Stuff like minnows, shad, or shiners is just the stuff for bass. Use a respectable-sized hook and make sure they’re still flopping when you cast. A nice live minnow will do the work of a much more expensive bait all darn day. Sometimes, you can even squeeze more than one catch out of them. Buy whatever is cheap and pat yourself on the back for being thrifty.

2. Fish in April

This is when the bass are biggest. Elk are peaking in November, birds are smartest in December, and bass top out in April. Now, don’t go thinking it’s because they’re all born at the same time and destined to die at the same time. Spawning begins in April and that activity makes bass swell up. It won’t get you any extra food on your plate, but it might help you set a record.

3. Use Beaten Worms

Bass have a habit of sort of picking on what they find injured in the water. They go nuts at the sight of a beaten down critter like a worm that’s seen better days. Just don’t overdo it — they like stuff to still be alive. They just don’t like it to be a challenge.

4. Spinner Baits

This is what you want to go with when there’s cover around like stumps or old stands of submerged timber. Get a colorful spinner and keep it moving. Keep after it for a while and you’ll be amazed at how well it works once you get your technique down. Just don’t let it get hung up; spinner baits are expensive.

5. Color the Mud

Bass are eternally picky sometimes. If the water is clear, you’re going to want to go with lighter-colored baits. If it’s muddy, bring out the stuff that looks like you got it from a circus clown. Nobody can say why the bright stuff doesn’t work on them that much better in clear water, but it pays to switch out your equipment.
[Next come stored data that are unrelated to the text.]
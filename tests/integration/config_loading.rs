// tests/integration/config_loading.rs

use std::io::Write;
use std::path::Path;

use tempfile::NamedTempFile;
use simdag::config::{load_and_validate, resolve_config, ConfigFile, ConfigOverrides};
use simdag::engine::LetterRank;
use simdag::errors::SimdagError;
use simdag::fs::mock::MockFileSystem;
use simdag::types::CyclePolicy;
use simdag_test_utils::builders::ConfigFileBuilder;

#[test]
fn full_config_file_is_loaded() {
    let mut file = NamedTempFile::new().unwrap();
    write!(
        file,
        r#"
[simulation]
workers = 2
duration_base = 0
letter_offset = 64
stall_bound = 50

[graph]
on_cycle = "warn"
"#
    )
    .unwrap();

    let cfg = load_and_validate(file.path()).unwrap();
    assert_eq!(cfg.simulation.workers, 2);
    assert_eq!(cfg.simulation.stall_bound, 50);
    assert_eq!(cfg.graph.on_cycle, CyclePolicy::Warn);
    assert_eq!(cfg.duration_model(), LetterRank::new(0, 64));
}

#[test]
fn missing_sections_fall_back_to_defaults() {
    let mut file = NamedTempFile::new().unwrap();
    write!(file, "[simulation]\nworkers = 3\n").unwrap();

    let cfg = load_and_validate(file.path()).unwrap();
    assert_eq!(cfg.simulation.workers, 3);
    assert_eq!(cfg.simulation.duration_base, 60);
    assert_eq!(cfg.simulation.stall_bound, 500);
    assert_eq!(cfg.graph.on_cycle, CyclePolicy::Error);
}

#[test]
fn zero_workers_is_rejected() {
    let result = ConfigFile::try_from(ConfigFileBuilder::new().workers(0).raw());

    match result {
        Err(SimdagError::ConfigError(msg)) => assert!(msg.contains("workers must be >= 1")),
        other => panic!("Expected ConfigError, got: {:?}", other),
    }
}

#[test]
fn zero_stall_bound_is_rejected() {
    let result = ConfigFile::try_from(ConfigFileBuilder::new().stall_bound(0).raw());
    assert!(matches!(result, Err(SimdagError::ConfigError(_))));
}

#[test]
fn unknown_cycle_policy_fails_to_parse() {
    let mut file = NamedTempFile::new().unwrap();
    write!(file, "[graph]\non_cycle = \"ignore\"\n").unwrap();

    assert!(matches!(
        load_and_validate(file.path()),
        Err(SimdagError::TomlError(_))
    ));
}

#[test]
fn overrides_replace_file_values_and_are_validated() {
    let cfg = ConfigFileBuilder::new().workers(4).build();

    let overridden = cfg
        .clone()
        .with_overrides(&ConfigOverrides {
            workers: Some(2),
            duration_base: Some(0),
            ..ConfigOverrides::default()
        })
        .unwrap();
    assert_eq!(overridden.simulation.workers, 2);
    assert_eq!(overridden.simulation.duration_base, 0);
    assert_eq!(overridden.simulation.stall_bound, 500);

    let invalid = cfg.with_overrides(&ConfigOverrides {
        workers: Some(0),
        ..ConfigOverrides::default()
    });
    assert!(matches!(invalid, Err(SimdagError::ConfigError(_))));
}

#[test]
fn resolve_uses_defaults_without_any_file() {
    let fs = MockFileSystem::new();
    let cfg = resolve_config(&fs, None).unwrap();

    assert_eq!(cfg.simulation.workers, 5);
    assert_eq!(cfg.duration_model(), LetterRank::default());
}

#[test]
fn resolve_picks_up_default_config_file() {
    let fs = MockFileSystem::new();
    fs.add_file("Simdag.toml", "[simulation]\nworkers = 7\n");

    let cfg = resolve_config(&fs, None).unwrap();
    assert_eq!(cfg.simulation.workers, 7);
}

#[test]
fn resolve_fails_for_missing_explicit_file() {
    let fs = MockFileSystem::new();
    let result = resolve_config(&fs, Some(Path::new("custom.toml")));
    assert!(result.is_err());
}
// tests/integration/run_driver.rs

use simdag::cli::parse_from;
use simdag::fs::mock::MockFileSystem;
use simdag::run_with;
use simdag::schedule;
use simdag::types::ScheduleMode;
use simdag_test_utils::builders::{ConfigFileBuilder, FactsBuilder, SAMPLE_FACTS};
use simdag_test_utils::init_tracing;

fn sample_fs() -> MockFileSystem {
    let fs = MockFileSystem::new();
    fs.add_file("facts.txt", FactsBuilder::from_pairs(SAMPLE_FACTS).to_input());
    fs
}

#[test]
fn default_run_prints_both_schedules() {
    init_tracing();

    let args = parse_from(["simdag", "--input", "facts.txt"]);
    let out = run_with(&sample_fs(), &args).unwrap();

    assert_eq!(out, "Serial sequence: CABDFE\nParallel time: 253\n");
}

#[test]
fn cli_flags_override_the_config_file() {
    let fs = sample_fs();
    fs.add_file("sim.toml", "[simulation]\nworkers = 9\nduration_base = 30\n");

    let args = parse_from([
        "simdag",
        "--input",
        "facts.txt",
        "--config",
        "sim.toml",
        "--workers",
        "2",
        "--duration-base",
        "0",
        "--mode",
        "parallel",
    ]);
    let out = run_with(&fs, &args).unwrap();

    assert_eq!(out, "Parallel time: 15\n");
}

#[test]
fn serial_mode_prints_only_the_sequence() {
    let args = parse_from(["simdag", "--input", "facts.txt", "--mode", "serial"]);
    let out = run_with(&sample_fs(), &args).unwrap();

    assert_eq!(out, "Serial sequence: CABDFE\n");
}

#[test]
fn dry_run_lists_tasks_without_scheduling() {
    let args = parse_from(["simdag", "--input", "facts.txt", "--dry-run"]);
    let out = run_with(&sample_fs(), &args).unwrap();

    assert!(out.starts_with("simdag dry-run"));
    assert!(out.contains("tasks (6):"));
    assert!(out.contains("  - C\n      duration: 63\n      before: [\"A\", \"F\"]"));
    assert!(out.contains("roots: [\"C\"]"));
    assert!(!out.contains("Serial sequence"));
}

#[test]
fn malformed_input_aborts_without_output() {
    let fs = MockFileSystem::new();
    fs.add_file("bad.txt", "Step C must be finished before step A can begin.\nStep B\n");

    let args = parse_from(["simdag", "--input", "bad.txt"]);
    let err = run_with(&fs, &args).unwrap_err();

    assert!(err.to_string().contains("line 2"));
}

#[test]
fn schedule_respects_mode() {
    let graph = FactsBuilder::from_pairs(SAMPLE_FACTS).graph();
    let cfg = ConfigFileBuilder::new().build();

    let outcome = schedule(&graph, &cfg, ScheduleMode::Serial).unwrap();
    assert!(outcome.serial.is_some());
    assert!(outcome.parallel.is_none());
    assert_eq!(outcome.render(), "Serial sequence: CABDFE\n");
}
6. You Don’t Need a Bass Boat

Yeah, we’ll grant you, a boat is nice, but a lot of bass get caught from the shore, too. The trick, most of the time, is to be willing to press off into spots that don’t see a lot of action from other anglers. The swampier, brushier, and buggier, the better.

7. Find Their Food

You can spend all day looking for bass with your fish finder, or you can keep an eye out for what bass eat. Bass are predatory fish. If there are bream or shad in the vicinity, the bass aren’t far behind. Once you find their food source, all you need to do is trick them into trying something new.

8. Go at Night

Yeah, the best time to catch a big bass is at night. Of course, it’s also the most inconvenient for most people. You’ll want to use bait the bass can smell and pick a spot that people usually hit during the day. There’ll be less competition at night, and maybe you can sneak one past a grand old lunker.

A boat on a lake at sunrise

Image credits: Quang Le via Pixabay

9. Stay Shallow in the Morning

If the sun isn’t up all the way yet, keep your bait close to the top of the water. Find some cover and keep your bait moving. as the day goes on and the water heats up, the topwater isn’t worth a darn, but there’s a short period early when it’s dynamite. Keep trying until you get a feel for it.

10. Harder is Sometimes Better

If there’s a lot of competition on a lake or it seems like everyone but you is catching fish, that’s rough. Keep in mind, it may mean that the bass in the lake has been worked over to the point that only the giants have survived. When you do feel a hit on your line, it’ll be a good one.

If you’re new to bass fishing, you need to understand that the popularity of the sport, and the commonality of catch and release fishing, have changed a few things in recent times. Some bass are literally trained to get caught and get thrown back, these days. Others, the big ones you’re shopping for, won’t bite on a thing. Don’t get discouraged; every dog has his day, and you will, too.